Collected data:
//! Service-account credential bootstrap for provisioned clusters
//!
//! After a cluster first becomes reachable the host needs a long-lived bearer
//! token it can use instead of the provider's admin kubeconfig. The bootstrap
//! makes sure the following objects exist, tolerating `AlreadyExists` at every
//! step so a rerun against a half-bootstrapped cluster converges:
//!
//! 1. Namespace `cattle-system`
//! 2. ServiceAccount `cattle-system/kontainer-engine`
//! 3. ClusterRole `cluster-admin` (reused when present)
//! 4. ClusterRoleBinding `system-netes-default-clusterRoleBinding`
//! 5. Secret `cattle-system/kontainer-engine-secret` of the service-account
//!    token type
//!
//! It then waits for the token controller to populate `data.token` and returns
//! it. The whole sequence is retried on any error until its deadline.

mod workload;

use std::collections::BTreeMap;

use k8s_openapi::api::core::v1::{Namespace, Secret, ServiceAccount};
use k8s_openapi::api::rbac::v1::{ClusterRole, ClusterRoleBinding, PolicyRule, RoleRef, Subject};
use k8s_openapi::apimachinery::pkg::apis::meta::v1::ObjectMeta;
use tokio_util::sync::CancellationToken;
use tracing::{debug, info};

use crate::config::PollSettings;
use crate::poll::{poll_for, PollPolicy};
use crate::Error;

pub use self::workload::{node_is_ready, KubeWorkloadCluster, WorkloadCluster};

#[cfg(test)]
pub use self::workload::MockWorkloadCluster;

/// Namespace holding the bootstrap service account
pub const CATTLE_NAMESPACE: &str = "cattle-system";
/// Name of the bootstrap service account
pub const SERVICE_ACCOUNT_NAME: &str = "kontainer-engine";
/// Cluster role granted to the service account
pub const CLUSTER_ADMIN_ROLE: &str = "cluster-admin";
/// Name of the binding between the service account and the role
pub const CLUSTER_ROLE_BINDING_NAME: &str = "system-netes-default-clusterRoleBinding";
/// Name of the token secret
pub const SERVICE_ACCOUNT_SECRET_NAME: &str = "kontainer-engine-secret";

const SERVICE_ACCOUNT_NAME_ANNOTATION: &str = "kubernetes.io/service-account.name";
const SERVICE_ACCOUNT_TOKEN_TYPE: &str = "kubernetes.io/service-account-token";
const TOKEN_KEY: &str = "token";

fn metadata(name: &str) -> ObjectMeta {
    ObjectMeta {
        name: Some(name.to_string()),
        ..Default::default()
    }
}

fn cattle_namespace() -> Namespace {
    Namespace {
        metadata: metadata(CATTLE_NAMESPACE),
        ..Default::default()
    }
}

fn service_account() -> ServiceAccount {
    ServiceAccount {
        metadata: metadata(SERVICE_ACCOUNT_NAME),
        ..Default::default()
    }
}

fn admin_role() -> ClusterRole {
    let all = || Some(vec!["*".to_string()]);
    ClusterRole {
        metadata: metadata(CLUSTER_ADMIN_ROLE),
        rules: Some(vec![
            PolicyRule {
                api_groups: all(),
                resources: all(),
                verbs: vec!["*".to_string()],
                ..Default::default()
            },
            PolicyRule {
                non_resource_urls: all(),
                verbs: vec!["*".to_string()],
                ..Default::default()
            },
        ]),
        ..Default::default()
    }
}

fn role_binding(role_name: &str) -> ClusterRoleBinding {
    ClusterRoleBinding {
        metadata: metadata(CLUSTER_ROLE_BINDING_NAME),
        subjects: Some(vec![Subject {
            kind: "ServiceAccount".to_string(),
            name: SERVICE_ACCOUNT_NAME.to_string(),
            namespace: Some(CATTLE_NAMESPACE.to_string()),
            api_group: Some(String::new()),
        }]),
        role_ref: RoleRef {
            kind: "ClusterRole".to_string(),
            name: role_name.to_string(),
            api_group: "rbac.authorization.k8s.io".to_string(),
        },
    }
}

fn token_secret() -> Secret {
    Secret {
        metadata: ObjectMeta {
            name: Some(SERVICE_ACCOUNT_SECRET_NAME.to_string()),
            annotations: Some(BTreeMap::from([(
                SERVICE_ACCOUNT_NAME_ANNOTATION.to_string(),
                SERVICE_ACCOUNT_NAME.to_string(),
            )])),
            ..Default::default()
        },
        type_: Some(SERVICE_ACCOUNT_TOKEN_TYPE.to_string()),
        ..Default::default()
    }
}

/// Treat `AlreadyExists` as success
fn tolerate_existing(result: Result<(), Error>, what: &str) -> Result<(), Error> {
    match result {
        Err(e) if e.is_already_exists() => {
            debug!(object = %what, "already exists");
            Ok(())
        }
        other => other,
    }
}

async fn ensure_cluster_role(cluster: &dyn WorkloadCluster) -> Result<String, Error> {
    if let Some(role) = cluster.get_cluster_role(CLUSTER_ADMIN_ROLE).await? {
        debug!("reusing existing cluster-admin role");
        return Ok(role.metadata.name.unwrap_or_else(|| CLUSTER_ADMIN_ROLE.to_string()));
    }
    match cluster.create_cluster_role(&admin_role()).await {
        Ok(role) => Ok(role.metadata.name.unwrap_or_else(|| CLUSTER_ADMIN_ROLE.to_string())),
        Err(e) if e.is_already_exists() => Ok(CLUSTER_ADMIN_ROLE.to_string()),
        Err(e) => Err(e),
    }
}

/// Create the service account objects once and wait for the token
async fn bootstrap_once(
    cluster: &dyn WorkloadCluster,
    secret_policy: &PollPolicy,
    cancel: &CancellationToken,
) -> Result<String, Error> {
    tolerate_existing(
        cluster.create_namespace(&cattle_namespace()).await,
        "namespace",
    )?;
    tolerate_existing(
        cluster
            .create_service_account(CATTLE_NAMESPACE, &service_account())
            .await,
        "service account",
    )?;
    let role_name = ensure_cluster_role(cluster).await?;
    tolerate_existing(
        cluster
            .create_cluster_role_binding(&role_binding(&role_name))
            .await,
        "cluster role binding",
    )?;
    tolerate_existing(
        cluster
            .create_secret(CATTLE_NAMESPACE, &token_secret())
            .await,
        "token secret",
    )?;

    wait_for_token(cluster, secret_policy, cancel).await
}

async fn wait_for_token(
    cluster: &dyn WorkloadCluster,
    policy: &PollPolicy,
    cancel: &CancellationToken,
) -> Result<String, Error> {
    poll_for(policy, cancel, "service account token secret", move || async move {
        let secret = cluster
            .get_secret(CATTLE_NAMESPACE, SERVICE_ACCOUNT_SECRET_NAME)
            .await?;
        let token = secret
            .data
            .as_ref()
            .and_then(|data| data.get(TOKEN_KEY))
            .map(|bytes| String::from_utf8_lossy(&bytes.0).into_owned())
            .filter(|token| !token.is_empty());
        if token.is_none() {
            debug!("token is not yet available");
        }
        Ok(token)
    })
    .await
}

/// Bootstrap the `kontainer-engine` service account and return its token.
///
/// A failed attempt is logged and the whole sequence retried until
/// [`PollSettings::service_account`] runs out; the final timeout carries the
/// last attempt's error. Cancellation is returned as is.
pub async fn generate_service_account_token(
    cluster: &dyn WorkloadCluster,
    settings: &PollSettings,
    cancel: &CancellationToken,
) -> Result<String, Error> {
    let secret_policy = &settings.secret_token();

    let token = poll_for(
        &settings.service_account(),
        cancel,
        "service account bootstrap",
        move || async move {
            match bootstrap_once(cluster, secret_policy, cancel).await {
                Ok(token) => Ok(Some(token)),
                Err(e @ Error::Cancelled(_)) => Err(e),
                Err(e) => {
                    debug!(error = %e, "retrying on service account generation error");
                    Err(Error::attempt_failed(e))
                }
            }
        },
    )
    .await?;

    info!("service account token generated");
    Ok(token)
}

## Required action:
All lines of the records above that contain the word "engine" are to be copied out.

## Solution below:
//! 2. ServiceAccount `cattle-system/kontainer-engine`
//! 5. Secret `cattle-system/kontainer-engine-secret` of the service-account
pub const SERVICE_ACCOUNT_NAME: &str = "kontainer-engine";
pub const SERVICE_ACCOUNT_SECRET_NAME: &str = "kontainer-engine-secret";
/// Bootstrap the `kontainer-engine` service account and return its token.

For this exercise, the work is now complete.